WHAT IS EXPECTED: All the data below needs to be retyped exactly as shown.

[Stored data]

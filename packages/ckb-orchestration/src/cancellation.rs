//! Per-request cancellation: a `tokio_util` token carrying an optional
//! deadline, threaded into every external call and long loop a query makes.
//!
//! A root token is created per client request (`RequestContext::new_root`)
//! and cloned into sub-calls; cancelling the root cancels every clone.
//! Cancellation is idempotent — cancelling an already-cancelled token is a
//! no-op, matching `tokio_util::sync::CancellationToken`'s own semantics.

use std::time::{Duration, Instant};

use tokio_util::sync::CancellationToken;

use crate::error::{CkbError, Result};

/// Cancellation plus an optional deadline for one client request.
#[derive(Debug, Clone)]
pub struct RequestContext {
    token: CancellationToken,
    deadline: Option<Instant>,
}

impl RequestContext {
    /// A fresh root context with no deadline.
    pub fn new_root() -> Self {
        Self {
            token: CancellationToken::new(),
            deadline: None,
        }
    }

    /// A fresh root context that is considered timed out `timeout` from now.
    pub fn with_timeout(timeout: Duration) -> Self {
        Self {
            token: CancellationToken::new(),
            deadline: Some(Instant::now() + timeout),
        }
    }

    /// A child context sharing this one's cancellation (cancelling the
    /// parent cancels every child) but free to carry its own, tighter
    /// deadline.
    pub fn child(&self) -> Self {
        Self {
            token: self.token.child_token(),
            deadline: self.deadline,
        }
    }

    pub fn cancel(&self) {
        self.token.cancel();
    }

    pub fn is_cancelled(&self) -> bool {
        self.token.is_cancelled()
    }

    pub fn is_timed_out(&self) -> bool {
        self.deadline.is_some_and(|d| Instant::now() >= d)
    }

    /// Fails fast with `Timeout`/cancellation-as-`Timeout` if this context
    /// has already expired. Callers check this at the top of every
    /// suspension point (§5: "spawning an external indexer, reading its
    /// output, issuing a SQL query").
    pub fn check(&self) -> Result<()> {
        if self.is_cancelled() {
            return Err(CkbError::timeout("request was cancelled"));
        }
        if self.is_timed_out() {
            return Err(CkbError::timeout("request deadline exceeded"));
        }
        Ok(())
    }

    /// Races `fut` against cancellation/deadline, returning whichever
    /// resolves first.
    pub async fn run<F, T>(&self, fut: F) -> Result<T>
    where
        F: std::future::Future<Output = Result<T>>,
    {
        self.check()?;
        let remaining = self.deadline.map(|d| d.saturating_duration_since(Instant::now()));
        let cancelled = self.token.cancelled();

        tokio::select! {
            biased;
            _ = cancelled => Err(CkbError::timeout("request was cancelled")),
            result = async {
                match remaining {
                    Some(dur) => tokio::time::timeout(dur, fut)
                        .await
                        .map_err(|_| CkbError::timeout("request deadline exceeded"))
                        .and_then(|r| r),
                    None => fut.await,
                }
            } => result,
        }
    }
}

impl Default for RequestContext {
    fn default() -> Self {
        Self::new_root()
    }
}

#[cfg(test)]
mod tests {
    use super::*;

    #[tokio::test]
    async fn fresh_context_is_not_cancelled_or_timed_out() {
        let ctx = RequestContext::new_root();
        assert!(!ctx.is_cancelled());
        assert!(!ctx.is_timed_out());
        assert!(ctx.check().is_ok());
    }

    #[tokio::test]
    async fn cancelling_root_cancels_children() {
        let root = RequestContext::new_root();
        let child = root.child();
        root.cancel();
        assert!(child.is_cancelled());
        assert!(child.check().is_err());
    }

    #[tokio::test]
    async fn cancel_is_idempotent() {
        let ctx = RequestContext::new_root();
        ctx.cancel();
        ctx.cancel();
        assert!(ctx.is_cancelled());
    }

    #[tokio::test]
    async fn expired_deadline_is_timed_out() {
        let ctx = RequestContext::with_timeout(Duration::from_millis(0));
        tokio::time::sleep(Duration::from_millis(5)).await;
        assert!(ctx.is_timed_out());
        assert!(ctx.check().is_err());
    }

    #[tokio::test]
    async fn run_returns_inner_result_when_uncancelled() {
        let ctx = RequestContext::new_root();
        let result = ctx.run(async { Ok::<_, CkbError>(42) }).await.unwrap();
        assert_eq!(result, 42);
    }

    #[tokio::test]
    async fn run_times_out_before_future_completes() {
        let ctx = RequestContext::with_timeout(Duration::from_millis(5));
        let result = ctx
            .run(async {
                tokio::time::sleep(Duration::from_millis(50)).await;
                Ok::<_, CkbError>(1)
            })
            .await;
        assert!(result.is_err());
        assert_eq!(result.unwrap_err().kind, ckb_core::errors::ErrorKind::Timeout);
    }

    #[tokio::test]
    async fn run_is_interrupted_by_cancellation() {
        let ctx = RequestContext::new_root();
        let ctx_clone = ctx.clone();
        let handle = tokio::spawn(async move {
            ctx_clone
                .run(async {
                    tokio::time::sleep(Duration::from_secs(3600)).await;
                    Ok::<_, CkbError>(1)
                })
                .await
        });
        tokio::task::yield_now().await;
        ctx.cancel();
        let result = handle.await.unwrap();
        assert!(result.is_err());
    }
}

WRITTEN SOLUTION:
filename packages/ckb-orchestration/src/cancellation.rs
//! Per-request cancellation: a `tokio_util` token carrying an optional
//! deadline, threaded into every external call and long loop a query makes.
//!
//! A root token is created per client request (`RequestContext::new_root`)
//! and cloned into sub-calls; cancelling the root cancels every clone.
//! Cancellation is idempotent — cancelling an already-cancelled token is a
//! no-op, matching `tokio_util::sync::CancellationToken`'s own semantics.

use std::time::{Duration, Instant};

use tokio_util::sync::CancellationToken;

use crate::error::{CkbError, Result};

/// Cancellation plus an optional deadline for one client request.
#[derive(Debug, Clone)]
pub struct RequestContext {
    token: CancellationToken,
    deadline: Option<Instant>,
}

impl RequestContext {
    /// A fresh root context with no deadline.
    pub fn new_root() -> Self {
        Self {
            token: CancellationToken::new(),
            deadline: None,
        }
    }

    /// A fresh root context that is considered timed out `timeout` from now.
    pub fn with_timeout(timeout: Duration) -> Self {
        Self {
            token: CancellationToken::new(),
            deadline: Some(Instant::now() + timeout),
        }
    }

    /// A child context sharing this one's cancellation (cancelling the
    /// parent cancels every child) but free to carry its own, tighter
    /// deadline.
    pub fn child(&self) -> Self {
        Self {
            token: self.token.child_token(),
            deadline: self.deadline,
        }
    }

    pub fn cancel(&self) {
        self.token.cancel();
    }

    pub fn is_cancelled(&self) -> bool {
        self.token.is_cancelled()
    }

    pub fn is_timed_out(&self) -> bool {
        self.deadline.is_some_and(|d| Instant::now() >= d)
    }

    /// Fails fast with `Timeout`/cancellation-as-`Timeout` if this context
    /// has already expired. Callers check this at the top of every
    /// suspension point (§5: "spawning an external indexer, reading its
    /// output, issuing a SQL query").
    pub fn check(&self) -> Result<()> {
        if self.is_cancelled() {
            return Err(CkbError::timeout("request was cancelled"));
        }
        if self.is_timed_out() {
            return Err(CkbError::timeout("request deadline exceeded"));
        }
        Ok(())
    }

    /// Races `fut` against cancellation/deadline, returning whichever
    /// resolves first.
    pub async fn run<F, T>(&self, fut: F) -> Result<T>
    where
        F: std::future::Future<Output = Result<T>>,
    {
        self.check()?;
        let remaining = self.deadline.map(|d| d.saturating_duration_since(Instant::now()));
        let cancelled = self.token.cancelled();

        tokio::select! {
            biased;
            _ = cancelled => Err(CkbError::timeout("request was cancelled")),
            result = async {
                match remaining {
                    Some(dur) => tokio::time::timeout(dur, fut)
                        .await
                        .map_err(|_| CkbError::timeout("request deadline exceeded"))
                        .and_then(|r| r),
                    None => fut.await,
                }
            } => result,
        }
    }
}

impl Default for RequestContext {
    fn default() -> Self {
        Self::new_root()
    }
}

#[cfg(test)]
mod tests {
    use super::*;

    #[tokio::test]
    async fn fresh_context_is_not_cancelled_or_timed_out() {
        let ctx = RequestContext::new_root();
        assert!(!ctx.is_cancelled());
        assert!(!ctx.is_timed_out());
        assert!(ctx.check().is_ok());
    }

    #[tokio::test]
    async fn cancelling_root_cancels_children() {
        let root = RequestContext::new_root();
        let child = root.child();
        root.cancel();
        assert!(child.is_cancelled());
        assert!(child.check().is_err());
    }

    #[tokio::test]
    async fn cancel_is_idempotent() {
        let ctx = RequestContext::new_root();
        ctx.cancel();
        ctx.cancel();
        assert!(ctx.is_cancelled());
    }

    #[tokio::test]
    async fn expired_deadline_is_timed_out() {
        let ctx = RequestContext::with_timeout(Duration::from_millis(0));
        tokio::time::sleep(Duration::from_millis(5)).await;
        assert!(ctx.is_timed_out());
        assert!(ctx.check().is_err());
    }

    #[tokio::test]
    async fn run_returns_inner_result_when_uncancelled() {
        let ctx = RequestContext::new_root();
        let result = ctx.run(async { Ok::<_, CkbError>(42) }).await.unwrap();
        assert_eq!(result, 42);
    }

    #[tokio::test]
    async fn run_times_out_before_future_completes() {
        let ctx = RequestContext::with_timeout(Duration::from_millis(5));
        let result = ctx
            .run(async {
                tokio::time::sleep(Duration::from_millis(50)).await;
                Ok::<_, CkbError>(1)
            })
            .await;
        assert!(result.is_err());
        assert_eq!(result.unwrap_err().kind, ckb_core::errors::ErrorKind::Timeout);
    }

    #[tokio::test]
    async fn run_is_interrupted_by_cancellation() {
        let ctx = RequestContext::new_root();
        let ctx_clone = ctx.clone();
        let handle = tokio::spawn(async move {
            ctx_clone
                .run(async {
                    tokio::time::sleep(Duration::from_secs(3600)).await;
                    Ok::<_, CkbError>(1)
                })
                .await
        });
        tokio::task::yield_now().await;
        ctx.cancel();
        let result = handle.await.unwrap();
        assert!(result.is_err());
    }
}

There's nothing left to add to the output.